PAKISTANI-STYLE CABINET RESHUFFLE IN BRITAIN

  • 20 Jan - 26 Jan, 2018
  • Shahed Sadullah
  • London Eye

There is an old trick which all federal and provincial governments in Pakistan have practiced since time immemorial. It is known as a reshuffle where what happens is that inconsequential people in the government are shuffled around and replaced by other equally inconsequential people and the public is given the impression that a ‘fresh’ government has come into being. In actual fact and deed, nothing whatsoever changes because the external restraints and restraint on resources remain exactly where they were.

We have just had such a cabinet ‘reshuffle’ here in the UK. Junior and a lot of less important ministers have been tossed around to produce a new mix, none of which is going to make the slightest difference to anyone except those who have been appointed to these posts. The more important ministers were not changed, either because the prime minister was not strong enough to move them out or because they flatly refused to go. The education secretary Justine Greening was one of them and she therefore had to resign. She has been replaced by Damian Hinds who may be a man to watch. He is said to be ‘prime ministerial material’, whatever that implies, and could be headed for the big job one day.
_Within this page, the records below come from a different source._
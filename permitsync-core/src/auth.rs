use std::time::Duration;

use reqwest::{Client, StatusCode};
use serde::{Deserialize, Serialize};
use thiserror::Error;
use url::Url;

const REFRESH_TIMEOUT: Duration = Duration::from_secs(30);

#[derive(Debug, Error)]
pub enum AuthError {
    #[error("request failed: {0}")]
    Request(#[from] reqwest::Error),
    #[error("invalid url: {0}")]
    Url(#[from] url::ParseError),
    #[error("api returned {status}: {body}")]
    Api { status: StatusCode, body: String },
    #[error("refresh response carried no access token")]
    MissingToken,
}

#[derive(Clone)]
pub struct AuthClient {
    http: Client,
    refresh_url: Url,
}

#[derive(Serialize)]
struct RefreshRequest<'a> {
    refresh_token: &'a str,
}

/// The refresh endpoint has returned the new bearer credential under two
/// different field names across deployments; both are accepted.
#[derive(Deserialize)]
struct RefreshResponse {
    #[serde(default)]
    access: Option<String>,
    #[serde(default)]
    access_token: Option<String>,
}

impl AuthClient {
    pub fn new(refresh_url: &str) -> Result<Self, AuthError> {
        Ok(Self {
            http: Client::new(),
            refresh_url: Url::parse(refresh_url)?,
        })
    }

    pub async fn refresh(&self, refresh_token: &str) -> Result<String, AuthError> {
        let response = self
            .http
            .post(self.refresh_url.clone())
            .json(&RefreshRequest { refresh_token })
            .timeout(REFRESH_TIMEOUT)
            .send()
            .await?;
        if !response.status().is_success() {
            let status = response.status();
            let body = response.text().await.unwrap_or_default();
            return Err(AuthError::Api { status, body });
        }
        let payload: RefreshResponse = response.json().await?;
        payload
            .access
            .or(payload.access_token)
            .filter(|token| !token.is_empty())
            .ok_or(AuthError::MissingToken)
    }
}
The rest of the reshuffle, described by one newspaper as the reshuffle that wasn’t a reshuffle, was neither here nor there. It was necessitated by the departure of Damian Green, the First Secretary of State and ex-officio Deputy Prime Minister, who had to leave when it was alleged that he lied about inappropriate images on his official computer. Senior members of the government here do not linger around clinging to the presumption of innocence until proven guilty; nor do they evade administrative or judicial reckoning by simply not attending. Such easy ways out are, unfortunately, not available here. But perhaps one day, the English will learn these tricks from Pakistan as well. They have already learnt the old Pakistani ‘reshuffle’ trick and it is heartening to see that the influence of Pakistan on British life goes so much deeper than chicken tikka masala and now has permeated on to the political arena.

French ‘secularism’

This is not to say that only the big shots affect the lives of ordinary people. Not at all. Take the instance of the decision taken by the mayor of Beaucaire, a small town in France. Julian Sanchez, who is from the far-right Front National party, rescinded a scheme allowing Muslim children to have alternate meals instead of pork for school dinners. The school has about 150 Muslim students who have now lost their right to ‘substitution meals’ instead of pork when it is on the main menu. He has done this under the name of ‘secularism’ but very few are actually buying that and the move is being seen for what it is – a pretty open anti-Muslim move.

Mr Sanchez, however, insists that he is not Islamophobic, instead insisting that the introduction of pork free meals by his predecessor was an ‘anti-Republican’ move and a ‘provocation’ because it introduced ‘religion into the school’. In other words, the security and stability of the second largest economy in Europe was threatened by non-pork school meals! He wondered what the problem with pork was and added: “If there was a medical problem I could understand it but there is no medical problem.”

Parents had decided to hold “a Republican picnic” to protest the move, but the mayor does not look as if he is for turning. “The idea is that we parents, whether Muslim or not, do not put our child in the canteen on Monday since it is the day when there is pork. Instead, we will all eat together in the town hall square,” a parent said.

The mayor’s comment on this move could not be recorded but it does not seem as if he is a man for turning. The incident itself is a minor one and not many western media outlets have picked it up, but it shows the depth of anti-Muslim feeling in some quarters in Europe.

I am reminded here of an incident that happened while I was travelling by coach from Madrid to Granada in Spain a few years ago. A young student, sitting next to me, struck up a conversation with me. He was studying English and therefore thought that a conversation with someone from England would be helpful. Suddenly, at one point he cut off to show me a high mountain peak which we could see from the window of the coach. He explained to me with a naughty twinkle in his eye that when the Muslims were driven out of Spain, that mountain peak was used as the place from which many Muslims were thrown down to their death by Spanish Christians. He was smiling as he said that; it had never crossed his mind that he was speaking to a Muslim!